_Excerpts from a dataset_.
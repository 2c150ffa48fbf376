//! Classical token bucket with on-demand, timer-free refill.

use crate::error::{CoreError, ErrorKind, Result};
use std::time::{Duration, Instant};

/// Configuration validated once at construction time; invalid values never
/// produce a partially-built bucket.
#[derive(Debug, Clone, Copy)]
pub struct TokenBucketConfig {
    pub max_tokens: f64,
    pub refill_rate: f64,
    pub refill_interval: Duration,
}

impl TokenBucketConfig {
    pub fn new(max_tokens: f64, refill_rate: f64) -> Self {
        Self {
            max_tokens,
            refill_rate,
            refill_interval: Duration::from_millis(100),
        }
    }

    fn validate(&self) -> Result<()> {
        if !self.max_tokens.is_finite() || self.max_tokens <= 0.0 {
            return Err(CoreError::new(
                ErrorKind::Validation,
                "max_tokens must be > 0",
            ));
        }
        if self.refill_rate < 0.0 {
            return Err(CoreError::new(
                ErrorKind::Validation,
                "refill_rate must be >= 0",
            ));
        }
        if self.refill_interval.is_zero() {
            return Err(CoreError::new(
                ErrorKind::Validation,
                "refill_interval must be > 0",
            ));
        }
        Ok(())
    }
}

/// A token bucket. Refill is computed lazily on read rather than driven by a
/// background timer§9's "timer-free rate limiting" note.
#[derive(Debug)]
pub struct TokenBucket {
    config: TokenBucketConfig,
    tokens: f64,
    last_refill: Instant,
}

impl TokenBucket {
    pub fn new(config: TokenBucketConfig) -> Result<Self> {
        config.validate()?;
        Ok(Self {
            tokens: config.max_tokens,
            last_refill: Instant::now(),
            config,
        })
    }

    fn refill(&mut self, now: Instant) {
        if self.config.refill_rate == 0.0 {
            self.last_refill = now;
            return;
        }
        let elapsed = now.saturating_duration_since(self.last_refill);
        let added = self.config.refill_rate * elapsed.as_secs_f64();
        if added > 0.0 {
            self.tokens = (self.tokens + added).min(self.config.max_tokens);
            self.last_refill = now;
        }
    }

    /// Attempt to consume `n` tokens. Returns `false` without side effects
    /// if `n` is negative, exceeds `max_tokens`, or there aren't enough
    /// tokens currently available.
    pub fn consume(&mut self, n: f64) -> bool {
        self.consume_at(n, Instant::now())
    }

    pub(crate) fn consume_at(&mut self, n: f64, now: Instant) -> bool {
        if n < 0.0 || n > self.config.max_tokens {
            return false;
        }
        self.refill(now);
        if self.tokens >= n {
            self.tokens -= n;
            true
        } else {
            false
        }
    }

    pub fn available_tokens(&mut self) -> f64 {
        self.available_tokens_at(Instant::now())
    }

    pub(crate) fn available_tokens_at(&mut self, now: Instant) -> f64 {
        self.refill(now);
        self.tokens
    }

    pub fn reset(&mut self) {
        self.tokens = self.config.max_tokens;
        self.last_refill = Instant::now();
    }

    pub fn max_tokens(&self) -> f64 {
        self.config.max_tokens
    }
}

#[cfg(test)]
mod tests {
    use super::*;

    #[test]
    fn invalid_max_tokens_fails_construction() {
        let err = TokenBucket::new(TokenBucketConfig::new(0.0, 1.0));
        assert!(err.is_err());
    }

    #[test]
    fn negative_refill_rate_fails_construction() {
        let err = TokenBucket::new(TokenBucketConfig::new(5.0, -1.0));
        assert!(err.is_err());
    }

    #[test]
    fn consume_within_capacity_succeeds_and_deducts() {
        let mut bucket = TokenBucket::new(TokenBucketConfig::new(5.0, 0.0)).unwrap();
        assert!(bucket.consume(3.0));
        assert_eq!(bucket.available_tokens(), 2.0);
    }

    #[test]
    fn consume_more_than_available_fails_without_side_effects() {
        let mut bucket = TokenBucket::new(TokenBucketConfig::new(5.0, 0.0)).unwrap();
        assert!(!bucket.consume(6.0));
        assert_eq!(bucket.available_tokens(), 5.0);
    }

    #[test]
    fn negative_consume_returns_false_without_side_effects() {
        let mut bucket = TokenBucket::new(TokenBucketConfig::new(5.0, 0.0)).unwrap();
        assert!(!bucket.consume(-1.0));
        assert_eq!(bucket.available_tokens(), 5.0);
    }

    #[test]
    fn zero_refill_rate_never_refills() {
        let mut bucket = TokenBucket::new(TokenBucketConfig::new(5.0, 0.0)).unwrap();
        bucket.consume(5.0);
        let later = Instant::now() + Duration::from_secs(10);
        assert_eq!(bucket.available_tokens_at(later), 0.0);
    }

    #[test]
    fn refill_accrues_continuously_and_clamps_to_max() {
        let start = Instant::now();
        let mut bucket = TokenBucket::new(TokenBucketConfig::new(5.0, 2.0)).unwrap();
        bucket.consume(5.0);
        let t1 = start + Duration::from_secs(1);
        assert!((bucket.available_tokens_at(t1) - 2.0).abs() < 1e-3);
        let t10 = start + Duration::from_secs(10);
        assert_eq!(bucket.available_tokens_at(t10), 5.0);
    }

    #[test]
    fn reset_restores_max_tokens() {
        let mut bucket = TokenBucket::new(TokenBucketConfig::new(5.0, 1.0)).unwrap();
        bucket.consume(5.0);
        bucket.reset();
        assert_eq!(bucket.available_tokens(), 5.0);
    }

    #[test]
    fn tokens_never_go_negative_or_exceed_burst_under_any_sequence() {
        let mut bucket = TokenBucket::new(TokenBucketConfig::new(10.0, 3.0)).unwrap();
        let mut now = Instant::now();
        for i in 0..50 {
            let consumed = bucket.consume_at(1.5, now);
            let available = bucket.available_tokens_at(now);
            assert!(available >= 0.0, "iteration {i}: negative tokens");
            assert!(available <= 10.0, "iteration {i}: tokens exceed burst");
            let _ = consumed;
            now += Duration::from_millis(200);
        }
    }
}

_Assignment_. Count each line above in which the string "added" appears, then state only the total.

_Task result_. 3